Pret’s recent moves — putting coffee into supermarkets with dead pastoral marketing; trying to make Pret dinner a thing; this frozen croissant range — suggest that the company knows it can’t do things exactly as it did before, but they also suggest that it has little will or desire to change what those things are. The dinner menu is a hot mess that plays it fast and casual with global cuisines; the coffee is never going to come for free in a random-not-random act of kindness; the croissants probably aren’t better than those already in the freezer aisle or in the local cafes whose neighbourhoods into which Pret wants to expand.
Despite the brand’s devoted fandom, which, in that heady office summer, extended to people pleading for Pret-branded ice cream vans, its appeal remains largely situational. Fundamentally, all of Pret’s new innovations are asking customers to care about the coffee, the sandwich, or the croissant more than the act and performance of getting it — more than the fact that the coffee costs 99p, or that it happens to be where they get their preferred sandwich from, or that they might get a free one in a company-restricted random act of kindness just when yet another office workday has angle-ground a little more shiny marble from their soul. Its executives clearly feel it has little choice, and its current situation likely prevents it from just opening the stores that people might actually go to, instead of deploying this series of mildly desperate stop-gaps.

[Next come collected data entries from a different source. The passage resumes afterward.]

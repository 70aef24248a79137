//! SQLite persistence for FocusLab.
//!
//! A single [`Store`] owns one connection behind a mutex. Every task and
//! habit row belongs to a user (`owner` = the user's email); ids are unique
//! per owner. Calls are blocking; async callers should run them on a
//! blocking thread.

mod habits;
mod sqlite_util;
mod tasks;
mod users;

use std::path::{Path, PathBuf};
use std::sync::{Mutex, MutexGuard, PoisonError};

use chrono::{DateTime, SecondsFormat, Utc};
use rusqlite::Connection;
use thiserror::Error;

pub use sqlite_util::latest_version;
pub use users::UserRecord;

/// Maximum number of tasks returned by [`Store::list_tasks`].
pub const TASK_LIST_LIMIT: usize = 1000;
/// Maximum number of habits returned by [`Store::list_habits`].
pub const HABIT_LIST_LIMIT: usize = 100;

#[derive(Debug, Error)]
pub enum StoreError {
    #[error("sqlite: {0}")]
    Sqlite(#[from] rusqlite::Error),
    #[error("{}: {source}", path.display())]
    Io {
        path: PathBuf,
        source: std::io::Error,
    },
    #[error("database schema version {db_version} is newer than supported {latest_supported}")]
    UnsupportedSchemaVersion {
        db_version: u32,
        latest_supported: u32,
    },
    #[error("{0} already exists")]
    Conflict(String),
    #[error("corrupt row: {0}")]
    Corrupt(String),
}

pub type StoreResult<T> = Result<T, StoreError>;

pub struct Store {
    conn: Mutex<Connection>,
}

impl std::fmt::Debug for Store {
    fn fmt(&self, f: &mut std::fmt::Formatter<'_>) -> std::fmt::Result {
        f.debug_struct("Store").finish_non_exhaustive()
    }
}

impl Store {
    /// Open (or create) the database file and bring its schema up to date.
    pub fn open(path: &Path) -> StoreResult<Self> {
        let conn = sqlite_util::open_secure_db(path)?;
        tracing::info!(path = %path.display(), "Opened database");
        Self::from_connection(conn)
    }

    pub fn open_in_memory() -> StoreResult<Self> {
        Self::from_connection(Connection::open_in_memory()?)
    }

    fn from_connection(mut conn: Connection) -> StoreResult<Self> {
        conn.execute_batch("PRAGMA foreign_keys = ON;")?;
        sqlite_util::apply_migrations(&mut conn)?;
        Ok(Self {
            conn: Mutex::new(conn),
        })
    }

    /// A panicked writer cannot leave a half-applied statement behind,
    /// so a poisoned lock is still usable.
    fn conn(&self) -> MutexGuard<'_, Connection> {
        self.conn.lock().unwrap_or_else(PoisonError::into_inner)
    }
}

pub(crate) fn format_timestamp(ts: DateTime<Utc>) -> String {
    ts.to_rfc3339_opts(SecondsFormat::AutoSi, true)
}

pub(crate) fn parse_timestamp(raw: &str) -> StoreResult<DateTime<Utc>> {
    DateTime::parse_from_rfc3339(raw)
        .map(|ts| ts.with_timezone(&Utc))
        .map_err(|e| StoreError::Corrupt(format!("timestamp '{raw}': {e}")))
}

/// Whether a sqlite error is a primary-key / unique violation.
pub(crate) fn is_constraint_violation(err: &rusqlite::Error) -> bool {
    matches!(
        err,
        rusqlite::Error::SqliteFailure(e, _)
            if e.code == rusqlite::ErrorCode::ConstraintViolation
    )
}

The implication is that Pret has miscalculated the power of its brand as being founded on its individual products, as opposed to their part to play in its whole deal. When embedded in the geographical and social dynamics of office culture in London, the chain’s convenience and ubiquity can be artfully converted into a mythos that overrides its other key proposition: Being founded on never being terrible. Never terrible is fine in a race against five other fast-casual brands which don’t have its brand pull even if they might have better food; never terrible is fine when speed and pleasing an entire team is more important than individual taste preferences. But take all of that away, and never terrible starts to look more like not very good.